→ **EXERCISE OBJECTIVE**: From the data below, return the exact lines starting at the line containing "use std::fs;" and ending at the line containing "assert_eq!(config.training.seed, 42);", both included, and nothing else.

→ **Items from a dataset**:
◇ ◇ ◇ ◇ ◇

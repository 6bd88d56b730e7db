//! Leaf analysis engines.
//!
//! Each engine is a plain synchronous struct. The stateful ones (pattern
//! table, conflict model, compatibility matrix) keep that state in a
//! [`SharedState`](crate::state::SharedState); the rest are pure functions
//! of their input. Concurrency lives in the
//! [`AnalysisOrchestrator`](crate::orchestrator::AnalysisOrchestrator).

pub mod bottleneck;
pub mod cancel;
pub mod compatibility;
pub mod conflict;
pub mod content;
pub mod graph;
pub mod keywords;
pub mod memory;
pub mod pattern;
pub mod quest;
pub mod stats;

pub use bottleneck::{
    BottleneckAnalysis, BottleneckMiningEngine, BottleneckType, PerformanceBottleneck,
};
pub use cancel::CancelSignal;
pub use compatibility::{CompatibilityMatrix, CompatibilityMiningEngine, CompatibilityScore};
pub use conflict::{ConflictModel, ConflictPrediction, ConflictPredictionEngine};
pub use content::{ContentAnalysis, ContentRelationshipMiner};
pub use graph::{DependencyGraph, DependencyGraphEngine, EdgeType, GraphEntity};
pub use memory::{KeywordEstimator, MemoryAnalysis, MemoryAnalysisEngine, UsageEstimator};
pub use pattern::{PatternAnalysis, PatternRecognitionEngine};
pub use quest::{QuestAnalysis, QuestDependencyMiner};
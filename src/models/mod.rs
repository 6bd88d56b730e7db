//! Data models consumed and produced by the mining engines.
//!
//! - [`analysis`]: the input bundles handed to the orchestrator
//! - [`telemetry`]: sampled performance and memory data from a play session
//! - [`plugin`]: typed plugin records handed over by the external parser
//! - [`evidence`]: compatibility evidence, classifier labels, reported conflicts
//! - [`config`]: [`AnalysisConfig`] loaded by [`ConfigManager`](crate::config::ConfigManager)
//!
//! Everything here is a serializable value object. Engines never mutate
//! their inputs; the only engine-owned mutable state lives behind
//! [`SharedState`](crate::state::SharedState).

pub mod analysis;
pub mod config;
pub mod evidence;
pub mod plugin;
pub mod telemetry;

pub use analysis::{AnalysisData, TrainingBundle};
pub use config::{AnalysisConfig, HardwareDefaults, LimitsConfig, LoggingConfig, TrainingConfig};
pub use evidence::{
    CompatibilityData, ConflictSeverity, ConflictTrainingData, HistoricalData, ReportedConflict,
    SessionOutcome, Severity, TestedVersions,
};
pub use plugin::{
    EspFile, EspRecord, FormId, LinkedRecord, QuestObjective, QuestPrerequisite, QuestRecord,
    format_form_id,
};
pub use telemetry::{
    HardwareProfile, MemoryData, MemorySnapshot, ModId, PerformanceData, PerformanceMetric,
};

◇ ◇ ◇ ◇ ◇

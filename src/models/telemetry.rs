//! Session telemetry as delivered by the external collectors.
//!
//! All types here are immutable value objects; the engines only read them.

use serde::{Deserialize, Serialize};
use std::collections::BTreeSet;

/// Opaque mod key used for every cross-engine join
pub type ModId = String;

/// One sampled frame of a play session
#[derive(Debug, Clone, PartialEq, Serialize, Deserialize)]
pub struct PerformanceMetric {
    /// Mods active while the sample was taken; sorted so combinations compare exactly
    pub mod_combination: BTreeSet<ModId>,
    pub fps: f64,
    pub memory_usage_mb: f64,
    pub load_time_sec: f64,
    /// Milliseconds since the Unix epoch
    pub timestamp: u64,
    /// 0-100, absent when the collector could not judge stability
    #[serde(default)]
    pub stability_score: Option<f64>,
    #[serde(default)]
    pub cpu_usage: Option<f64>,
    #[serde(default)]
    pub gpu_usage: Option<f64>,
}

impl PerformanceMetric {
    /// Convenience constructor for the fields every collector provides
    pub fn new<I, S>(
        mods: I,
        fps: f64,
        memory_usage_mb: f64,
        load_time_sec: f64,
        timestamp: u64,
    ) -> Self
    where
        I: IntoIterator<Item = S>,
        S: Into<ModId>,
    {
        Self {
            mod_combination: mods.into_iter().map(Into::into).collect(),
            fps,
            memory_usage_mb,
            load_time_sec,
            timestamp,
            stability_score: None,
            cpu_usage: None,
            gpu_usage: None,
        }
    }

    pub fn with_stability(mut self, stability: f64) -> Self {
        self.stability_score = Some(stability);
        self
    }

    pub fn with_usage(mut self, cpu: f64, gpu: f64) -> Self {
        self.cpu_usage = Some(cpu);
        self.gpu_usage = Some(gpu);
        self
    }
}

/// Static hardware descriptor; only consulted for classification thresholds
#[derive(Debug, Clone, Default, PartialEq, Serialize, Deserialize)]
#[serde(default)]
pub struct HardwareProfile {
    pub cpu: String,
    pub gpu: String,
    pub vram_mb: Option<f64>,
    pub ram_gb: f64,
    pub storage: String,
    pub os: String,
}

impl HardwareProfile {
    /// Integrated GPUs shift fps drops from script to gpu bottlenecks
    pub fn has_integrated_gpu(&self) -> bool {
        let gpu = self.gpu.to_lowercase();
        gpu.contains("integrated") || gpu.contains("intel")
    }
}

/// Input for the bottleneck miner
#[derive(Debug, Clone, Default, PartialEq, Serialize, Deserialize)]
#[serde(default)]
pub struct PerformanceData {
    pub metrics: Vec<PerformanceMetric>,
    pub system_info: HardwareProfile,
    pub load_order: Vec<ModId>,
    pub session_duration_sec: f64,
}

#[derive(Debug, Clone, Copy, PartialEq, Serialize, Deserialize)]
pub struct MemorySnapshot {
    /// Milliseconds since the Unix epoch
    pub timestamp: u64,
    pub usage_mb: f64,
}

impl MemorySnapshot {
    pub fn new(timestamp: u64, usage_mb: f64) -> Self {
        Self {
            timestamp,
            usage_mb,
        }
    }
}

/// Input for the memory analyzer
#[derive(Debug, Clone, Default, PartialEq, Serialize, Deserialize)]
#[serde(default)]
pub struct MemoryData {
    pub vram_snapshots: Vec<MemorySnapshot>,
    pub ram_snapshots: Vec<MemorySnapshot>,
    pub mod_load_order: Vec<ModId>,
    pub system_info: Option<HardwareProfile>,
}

◇ ◇ ◇ ◇ ◇

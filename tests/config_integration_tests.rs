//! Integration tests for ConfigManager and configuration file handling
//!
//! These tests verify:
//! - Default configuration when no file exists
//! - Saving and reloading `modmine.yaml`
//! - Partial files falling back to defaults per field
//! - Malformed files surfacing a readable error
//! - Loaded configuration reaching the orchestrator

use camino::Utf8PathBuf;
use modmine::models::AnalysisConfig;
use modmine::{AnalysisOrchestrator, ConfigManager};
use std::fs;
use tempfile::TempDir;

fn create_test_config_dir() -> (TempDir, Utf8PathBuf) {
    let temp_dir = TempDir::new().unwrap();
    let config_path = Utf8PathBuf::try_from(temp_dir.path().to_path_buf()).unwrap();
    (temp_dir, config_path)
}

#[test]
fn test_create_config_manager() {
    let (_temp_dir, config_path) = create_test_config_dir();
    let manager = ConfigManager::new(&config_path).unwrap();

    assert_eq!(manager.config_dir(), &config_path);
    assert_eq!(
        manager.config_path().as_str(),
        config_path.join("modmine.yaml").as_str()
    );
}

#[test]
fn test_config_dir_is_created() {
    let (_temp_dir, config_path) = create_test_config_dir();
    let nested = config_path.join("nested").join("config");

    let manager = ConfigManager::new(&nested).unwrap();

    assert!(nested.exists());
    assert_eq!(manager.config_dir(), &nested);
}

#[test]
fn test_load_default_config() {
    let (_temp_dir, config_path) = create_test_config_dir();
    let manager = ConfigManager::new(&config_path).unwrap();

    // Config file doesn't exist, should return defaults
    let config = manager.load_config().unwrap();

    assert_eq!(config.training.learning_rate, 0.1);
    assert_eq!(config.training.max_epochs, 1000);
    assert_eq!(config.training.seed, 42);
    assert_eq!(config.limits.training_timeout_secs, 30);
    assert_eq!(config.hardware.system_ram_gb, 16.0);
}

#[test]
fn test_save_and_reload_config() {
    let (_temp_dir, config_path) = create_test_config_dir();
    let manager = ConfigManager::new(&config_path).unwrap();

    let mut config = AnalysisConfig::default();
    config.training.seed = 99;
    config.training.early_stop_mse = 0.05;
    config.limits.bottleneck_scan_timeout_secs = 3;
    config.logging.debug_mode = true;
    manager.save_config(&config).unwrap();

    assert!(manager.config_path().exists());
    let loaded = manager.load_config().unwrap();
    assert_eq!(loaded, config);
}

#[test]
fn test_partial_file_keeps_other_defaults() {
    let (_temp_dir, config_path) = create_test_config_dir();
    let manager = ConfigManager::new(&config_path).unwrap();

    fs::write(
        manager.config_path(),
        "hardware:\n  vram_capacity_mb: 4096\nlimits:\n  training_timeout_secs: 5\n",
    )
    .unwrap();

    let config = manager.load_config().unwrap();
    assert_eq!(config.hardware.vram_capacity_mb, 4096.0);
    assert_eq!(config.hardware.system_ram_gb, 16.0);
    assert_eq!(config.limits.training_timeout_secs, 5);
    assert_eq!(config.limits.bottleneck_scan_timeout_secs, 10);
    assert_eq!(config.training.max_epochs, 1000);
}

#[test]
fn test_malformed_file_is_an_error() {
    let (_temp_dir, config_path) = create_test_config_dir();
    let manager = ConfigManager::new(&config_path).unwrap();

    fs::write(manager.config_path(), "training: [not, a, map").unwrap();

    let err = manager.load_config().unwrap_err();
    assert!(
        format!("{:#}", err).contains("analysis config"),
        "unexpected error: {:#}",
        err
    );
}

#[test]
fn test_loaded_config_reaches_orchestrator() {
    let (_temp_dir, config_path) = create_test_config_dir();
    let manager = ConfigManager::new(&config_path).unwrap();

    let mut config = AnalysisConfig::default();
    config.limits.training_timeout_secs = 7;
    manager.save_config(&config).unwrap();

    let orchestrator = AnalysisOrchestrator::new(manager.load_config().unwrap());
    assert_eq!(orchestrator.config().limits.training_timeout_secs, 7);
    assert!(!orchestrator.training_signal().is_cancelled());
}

◇ ◇ ◇ ◇ ◇

→ **WRITTEN SOLUTION**:
use std::fs;
use tempfile::TempDir;

fn create_test_config_dir() -> (TempDir, Utf8PathBuf) {
    let temp_dir = TempDir::new().unwrap();
    let config_path = Utf8PathBuf::try_from(temp_dir.path().to_path_buf()).unwrap();
    (temp_dir, config_path)
}

#[test]
fn test_create_config_manager() {
    let (_temp_dir, config_path) = create_test_config_dir();
    let manager = ConfigManager::new(&config_path).unwrap();

    assert_eq!(manager.config_dir(), &config_path);
    assert_eq!(
        manager.config_path().as_str(),
        config_path.join("modmine.yaml").as_str()
    );
}

#[test]
fn test_config_dir_is_created() {
    let (_temp_dir, config_path) = create_test_config_dir();
    let nested = config_path.join("nested").join("config");

    let manager = ConfigManager::new(&nested).unwrap();

    assert!(nested.exists());
    assert_eq!(manager.config_dir(), &nested);
}

#[test]
fn test_load_default_config() {
    let (_temp_dir, config_path) = create_test_config_dir();
    let manager = ConfigManager::new(&config_path).unwrap();

    // Config file doesn't exist, should return defaults
    let config = manager.load_config().unwrap();

    assert_eq!(config.training.learning_rate, 0.1);
    assert_eq!(config.training.max_epochs, 1000);
    assert_eq!(config.training.seed, 42);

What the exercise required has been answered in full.